AVAILABLE DATA section start

fn new_game(record: &GameRecord, now: DateTime<Utc>) -> Game {
    let state = evaluate(LifecycleState::Upcoming, now, record.start_time, record.end_time).state;
    Game {
        id: record.id,
        domain: record.domain.clone(),
        name: record.name.clone(),
        author: record.author.clone(),
        price: record.price.clone(),
        link: record.link.clone(),
        category: record.category,
        capacity: record.capacity,
        start_time: record.start_time,
        end_time: record.end_time,
        lifecycle_state: state,
        announcement_sent: false,
        start_notice_sent: false,
        image_ref: None,
        image_source_url: record.image_source_url.clone(),
        revision: 0,
        created_at: now,
    }
}

#[derive(Debug, Clone, Default, PartialEq, Eq)]
pub struct ActiveSetReport {
    pub completed: Vec<GameId>,
    pub promoted: Vec<GameId>,
    pub archived: Vec<GameId>,
    pub completion_skipped: bool,
    pub archival_skipped: bool,
}

#[derive(Clone)]
pub struct Reconciler {
    store: GameStore,
    images: Arc<dyn ImageCache>,
    config: EngineConfig,
}

impl Reconciler {
    pub fn new(store: GameStore, images: Arc<dyn ImageCache>, config: EngineConfig) -> Self {
        Self {
            store,
            images,
            config,
        }
    }

    pub fn store(&self) -> &GameStore {
        &self.store
    }

    async fn fetch_image(&self, url: &str, game_id: GameId) -> Option<String> {
        if !is_remote(url) {
            debug!(game_id, url, "image url is not remote; not fetching");
            return None;
        }
        self.images.fetch(url, game_id).await
    }

    /// Merges one record into the store. Unchanged records cause no write.
    pub async fn upsert(&self, record: &GameRecord, now: DateTime<Utc>) -> Result<UpsertReport> {
        for attempt in 0..CAS_ATTEMPTS {
            let Some(existing) = self.store.get_game(record.id).await? else {
                let mut game = new_game(record, now);
                if let Some(url) = &record.image_source_url {
                    game.image_ref = self.fetch_image(url, record.id).await;
                }
                if self.store.insert_game(&game).await? {
                    info!(game_id = game.id, state = %game.lifecycle_state, "game created");
                    return Ok(UpsertReport {
                        outcome: UpsertOutcome::Created,
                        game,
                        reschedule: None,
                        flags_reset: false,
                    });
                }
                debug!(game_id = record.id, attempt, "insert raced with another writer");
                continue;
            };

            let mut merged = merge(&existing, record, &self.config);
            if let Some(url) = &merged.image_to_fetch {
                merged.game.image_ref = self.fetch_image(url, record.id).await;
                merged.game.image_source_url = Some(url.clone());
            }
            if merged.game == existing {
                return Ok(UpsertReport {
                    outcome: UpsertOutcome::Unchanged,
                    game: existing,
                    reschedule: None,
                    flags_reset: false,
                });
            }

            let reset_subscriptions = merged.flags_reset;
            if !self.store.update_game(&merged.game, reset_subscriptions).await? {
                debug!(game_id = record.id, attempt, "revision moved; retrying merge");
                continue;
            }

            let reschedule = ScheduleChange::from_flags(merged.start_changed, merged.end_changed)
                .filter(|_| merged.game.announcement_sent)
                .map(|change| RescheduleNotice {
                    game_id: record.id,
                    change,
                    old_start: existing.start_time,
                    new_start: merged.game.start_time,
                    old_end: existing.end_time,
                    new_end: merged.game.end_time,
                });
            if merged.flags_reset {
                info!(
                    game_id = record.id,
                    old_start = %existing.start_time,
                    new_start = %merged.game.start_time,
                    "material reschedule; notification flags reset"
                );
            }
            let mut game = merged.game;
            game.revision += 1;
            return Ok(UpsertReport {
                outcome: UpsertOutcome::Updated,
                game,
                reschedule,
                flags_reset: merged.flags_reset,
            });
        }
        anyhow::bail!(
            "game {} kept changing underneath reconciliation ({CAS_ATTEMPTS} attempts)",
            record.id
        )
    }

    /// Promotes a vanished UPCOMING game found in the active view.
    async fn promote(&self, record: &GameRecord) -> Result<bool> {
        for _ in 0..CAS_ATTEMPTS {
            let Some(existing) = self.store.get_game(record.id).await? else {
                return Ok(false);
            };
            if existing.lifecycle_state != LifecycleState::Upcoming {
                return Ok(false);
            }
            let mut merged = merge(&existing, record, &self.config);
            if let Some(url) = &merged.image_to_fetch {
                merged.game.image_ref = self.fetch_image(url, record.id).await;
                merged.game.image_source_url = Some(url.clone());
            }
            merged.game.lifecycle_state = LifecycleState::Active;
            if self.store.update_game(&merged.game, true).await? {
                return Ok(true);
            }
        }
        anyhow::bail!("game {} kept changing during promotion", record.id)
    }

    /// Disappearance pass over the live views. Views that are empty or had a
    /// failed target never drive transitions.
    pub async fn reconcile_active_set(
        &self,
        active: &FeedBatch,
        upcoming: &FeedBatch,
    ) -> Result<ActiveSetReport> {
        let mut report = ActiveSetReport::default();

        if active.is_trustworthy() {
            self.complete_vanished(active, &mut report).await?;
        } else {
            warn!(
                records = active.records.len(),
                failed_targets = active.failed_targets,
                "active view incomplete; completion step skipped"
            );
            report.completion_skipped = true;
        }

        if upcoming.is_trustworthy() {
            self.resolve_vanished_upcoming(active, upcoming, &mut report)
                .await?;
        } else {
            warn!(
                records = upcoming.records.len(),
                failed_targets = upcoming.failed_targets,
                "upcoming view incomplete; promotion and archival skipped"
            );
            report.archival_skipped = true;
        }

        info!(
            completed = report.completed.len(),
            promoted = report.promoted.len(),
            archived = report.archived.len(),
            "active-set pass finished"
        );
        Ok(report)
    }

    async fn complete_vanished(&self, active: &FeedBatch, report: &mut ActiveSetReport) -> Result<()> {
        let vanished: Vec<Game> = self
            .store
            .list_games(&GameQuery::new().state(LifecycleState::Active))
            .await?
            .into_iter()
            .filter(|g| !active.contains(g.id))
            .collect();

        if vanished.len() > self.config.completion_guard {
            warn!(
                candidates = vanished.len(),
                guard = self.config.completion_guard,
                policy = ?self.config.completion_policy,
                "unusually many active games vanished at once"
            );
            if self.config.completion_policy == CompletionPolicy::Abort {
                report.completion_skipped = true;
                return Ok(());
            }
        }

        for game in vanished {
            if self
                .store
                .complete_and_cascade(game.id, LifecycleState::Active)
                .await
                .with_context(|| format!("completing game {}", game.id))?
            {
                info!(game_id = game.id, "active game vanished from listing; completed");
                report.completed.push(game.id);
            }
        }
        Ok(())
    }

    async fn resolve_vanished_upcoming(
        &self,
        active: &FeedBatch,
        upcoming: &FeedBatch,
        report: &mut ActiveSetReport,
    ) -> Result<()> {
        let vanished: Vec<Game> = self
            .store
            .list_games(&GameQuery::new().state(LifecycleState::Upcoming))
            .await?
            .into_iter()
            .filter(|g| !upcoming.contains(g.id))
            .collect();

        let mut to_archive = Vec::new();
        for game in vanished {
            match active.get(game.id) {
                Some(record) => {
                    if self.promote(record).await? {
                        info!(game_id = game.id, "upcoming game found in active view; promoted");
                        report.promoted.push(game.id);
                    }
                }
                None => to_archive.push(game.id),
            }
        }

        if to_archive.is_empty() {
            return Ok(());
        }
        // Archival infers absence from the active view too.
        if active.failed_targets > 0 {
            warn!(
                candidates = to_archive.len(),
                "active view had failed targets; archival skipped"
            );
            report.archival_skipped = true;
            return Ok(());
        }
        if to_archive.len() > self.config.archive_cap {
            warn!(
                candidates = to_archive.len(),
                cap = self.config.archive_cap,
                "too many upcoming games vanished at once; nothing archived"
            );
            report.archival_skipped = true;
            return Ok(());
        }
        for id in to_archive {
            if self.store.archive_and_cascade(id).await? {
                info!(game_id = id, "upcoming game vanished from both views; archived");
                report.archived.push(id);
            }
        }
        Ok(())
    }
}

AVAILABLE DATA section end

INSTRUCTIONS FOR THE TASK:
Review the entries above and return every line where "filter" appears.

SOLUTION:
                .filter(|_| merged.game.announcement_sent)
            .filter(|g| !active.contains(g.id))
            .filter(|g| !upcoming.contains(g.id))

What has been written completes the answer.